Monday, 26 November 2018

How does Windows' security warning "do you want to run this file.." work?


In Windows XP, after downloading a file, when I try to run it I get



Windows XP Security Warning. Do you want to run this file... always ask before opening this file?



I moved the file into another directory (just a regular directory I created like C:\something) and ran it. I got the message, though now I don't. So maybe it was only the first time opening or something.



  • Does it happen for any executable?

  • Which executables does this happen with?


I presume Windows doesn't keep some kind of record that this file was downloaded via the internet. Any time I click the file in Chrome downloads, I get the message, but it's from Windows XP not Chrome.


How is this working?




It also seems in some way browser specific, because when I save the file and run it by saving it and clicking Open file while within K-Meleon I don't get that question. It's as if it could open it in some way that bypassed the Windows XP message.
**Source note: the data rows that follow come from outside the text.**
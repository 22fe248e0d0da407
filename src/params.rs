//! Entry points taking untyped JSON arguments.
//!
//! Each entry point takes one JSON object of named arguments. Argument shape
//! is checked before any stage runs. Every violation is collected and
//! returned together as a [`ParameterError`]; nothing about a malformed
//! argument ever reaches a result's `messages`.

use serde_json::{Map, Value};

use crate::error::ParameterError;
use crate::event_decoder::DecodedEvent;
use crate::event_log::EventLog;
use crate::pipeline::{
    RegistrationResult, UriClassification, classify_uri, decode_event_log, decode_uri,
    full_pipeline, validate_from_uri,
};
use crate::protocol::ProtocolValidators;
use crate::uri_decoder::UriDecoding;
use crate::uri_type::UriAgentType;

/// Runs [`full_pipeline`] on `{eventLog}`, where the log is `{topics, data}`.
///
/// A missing or non-array `topics`, or a missing `data`, is not an argument
/// error; the decoder reports it as a finding.
///
/// # Errors
///
/// Returns [`ParameterError`] if `params` is not an object, `eventLog` is
/// missing or not an object, a topic is not a string, or `data` is present
/// with a non-string value.
///
/// # Examples
///
/// ```
/// use erc8004_registry::{ProtocolValidators, full_pipeline_json};
/// use serde_json::json;
///
/// let err = full_pipeline_json(&json!({"eventLog": []}), &ProtocolValidators::new()).unwrap_err();
/// assert_eq!(err.to_string(), "eventLog: Must be an object");
///
/// let params = json!({"eventLog": {"topics": []}});
/// let result = full_pipeline_json(&params, &ProtocolValidators::new()).unwrap();
/// assert_eq!(result.messages, vec!["log: Missing or empty topics array"]);
/// ```
pub fn full_pipeline_json(
    params: &Value,
    validators: &ProtocolValidators,
) -> Result<RegistrationResult, ParameterError> {
    let log = event_log_param(params)?;
    Ok(full_pipeline(&log, validators))
}

/// Runs [`validate_from_uri`] on `{agentUri, agentId?, ownerAddress?}`.
///
/// `agentUri` must be present but may be `null`.
///
/// # Errors
///
/// Returns [`ParameterError`] if `params` is not an object, `agentUri` is
/// missing, or any field holds something other than a string or `null`.
pub fn validate_from_uri_json(
    params: &Value,
    validators: &ProtocolValidators,
) -> Result<RegistrationResult, ParameterError> {
    let fields = params_object(params)?;

    let mut violations = Vec::new();
    let agent_uri = required_string(fields, "agentUri", &mut violations);
    let agent_id = optional_string(fields, "agentId", &mut violations);
    let owner_address = optional_string(fields, "ownerAddress", &mut violations);
    ParameterError::check(violations)?;

    Ok(validate_from_uri(agent_uri, agent_id, owner_address, validators))
}

/// Runs [`classify_uri`] on `{decodedAgentUri}`.
///
/// # Errors
///
/// Returns [`ParameterError`] if `params` is not an object, or
/// `decodedAgentUri` is missing or neither a string nor `null`.
pub fn classify_uri_json(params: &Value) -> Result<UriClassification, ParameterError> {
    let fields = params_object(params)?;

    let mut violations = Vec::new();
    let uri = required_string(fields, "decodedAgentUri", &mut violations);
    ParameterError::check(violations)?;

    Ok(classify_uri(uri))
}

/// Runs [`decode_uri`] on `{decodedAgentUri, uriAgentType?}`.
///
/// A `null`, absent or empty `uriAgentType` means the URI is classified.
/// A tag name that is not recognised decodes as [`UriAgentType::Unknown`].
///
/// # Errors
///
/// Returns [`ParameterError`] if `params` is not an object,
/// `decodedAgentUri` is missing, or either field holds something other than
/// a string or `null`.
///
/// # Examples
///
/// ```
/// use erc8004_registry::decode_uri_json;
/// use serde_json::json;
///
/// let params = json!({"decodedAgentUri": "{}", "uriAgentType": "ftp"});
/// let decoded = decode_uri_json(&params).unwrap();
/// assert_eq!(decoded.messages, vec!["uri: Unknown format, cannot classify"]);
/// ```
pub fn decode_uri_json(params: &Value) -> Result<UriDecoding, ParameterError> {
    let fields = params_object(params)?;

    let mut violations = Vec::new();
    let uri = required_string(fields, "decodedAgentUri", &mut violations);
    let tag = optional_string(fields, "uriAgentType", &mut violations);
    ParameterError::check(violations)?;

    let uri_agent_type = tag
        .filter(|tag| !tag.is_empty())
        .map(|tag| tag.parse().unwrap_or(UriAgentType::Unknown));

    Ok(decode_uri(uri, uri_agent_type))
}

/// Runs [`decode_event_log`] on `{eventLog}`.
///
/// # Errors
///
/// Returns [`ParameterError`] under the same conditions as
/// [`full_pipeline_json`].
pub fn decode_event_log_json(params: &Value) -> Result<DecodedEvent, ParameterError> {
    let log = event_log_param(params)?;
    Ok(decode_event_log(&log))
}

fn params_object(params: &Value) -> Result<&Map<String, Value>, ParameterError> {
    params
        .as_object()
        .ok_or_else(|| violation("params: Must be an object"))
}

fn event_log_param(params: &Value) -> Result<EventLog, ParameterError> {
    let fields = match params_object(params)?.get("eventLog") {
        None => return Err(violation("eventLog: Missing value")),
        Some(Value::Object(fields)) => fields,
        Some(_) => return Err(violation("eventLog: Must be an object")),
    };

    let mut violations = Vec::new();

    let topics = fields
        .get("topics")
        .and_then(Value::as_array)
        .map(Vec::as_slice)
        .unwrap_or_default();
    let mut topic_strings = Vec::with_capacity(topics.len());
    for (index, topic) in topics.iter().enumerate() {
        match topic.as_str() {
            Some(topic) => topic_strings.push(topic.to_string()),
            None => violations.push(format!("eventLog.topics[{index}]: Must be a string")),
        }
    }

    let data = match fields.get("data") {
        None | Some(Value::Null) => None,
        Some(Value::String(data)) => Some(data.clone()),
        Some(_) => {
            violations.push("eventLog.data: Must be a string".to_string());
            None
        }
    };

    ParameterError::check(violations)?;

    Ok(EventLog {
        topics: topic_strings,
        data,
    })
}

fn violation(message: &str) -> ParameterError {
    ParameterError {
        violations: vec![message.to_string()],
    }
}

/// Like [`optional_string`], but an absent key is a violation.
fn required_string<'a>(
    fields: &'a Map<String, Value>,
    key: &str,
    violations: &mut Vec<String>,
) -> Option<&'a str> {
    if !fields.contains_key(key) {
        violations.push(format!("{key}: Missing value"));
    }
    optional_string(fields, key, violations)
}

/// A string or `null` field; anything else is recorded as a violation.
fn optional_string<'a>(
    fields: &'a Map<String, Value>,
    key: &str,
    violations: &mut Vec<String>,
) -> Option<&'a str> {
    match fields.get(key) {
        None | Some(Value::Null) => None,
        Some(Value::String(value)) => Some(value.as_str()),
        Some(_) => {
            violations.push(format!("{key}: Must be a string or null"));
            None
        }
    }
}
Also, I remember the terrible days of IE and Windows 98. Maybe IE5 was the culprit, perhaps before certain updates, where the browser would just run executables from any website, without you clicking on them, unless you ticked a hard to find box in Advanced Settings.


Hopefully I can untick the box here in this security warning thing "always ask before opening this file", and it won't cause that problem. I just want an exectuable I click or double click to run.


And even when I untick that box, if I click another .exe in Chrome's downloads, it happens for that one.



Answer



Several versions ago, Internet Explorer introduced the concept of "security zones" – Internet, local intranet, "trusted", "restricted". Later, this was extended to the Windows Explorer shell (and a "My Computer" zone was added).


After downloading the file, the browser – both IE and Chrome – adds an "alternate stream" to it, named Zone.Identifier, which says that the file came from the "Internet" zone. When you double-click a file in Windows Explorer, it checks if such a stream is present, and asks for confirmation if necessary. This is not restricted to executables – any file tagged this way will require confirmation.


Alternate streams are a feature of Windows and the NTFS filesystem, and are stored on disk as part of the file. (In NTFS, the actual contents of a file is in fact an unnamed stream too.) If you want to see or edit the contents of Zone.Identifier, run in command line:


notepad MyDownloadedApp.exe:Zone.Identifier

When you uncheck the "Always prompt..." box, or when you click "Unblock" in the file properties window, the Zone.Identifier stream is deleted and Explorer won't require confirmation anymore. To delete all streams from many files at once you can use Streams or a graphical tool.


If you want to disable the zone tagging, refer to this post for Google Chrome.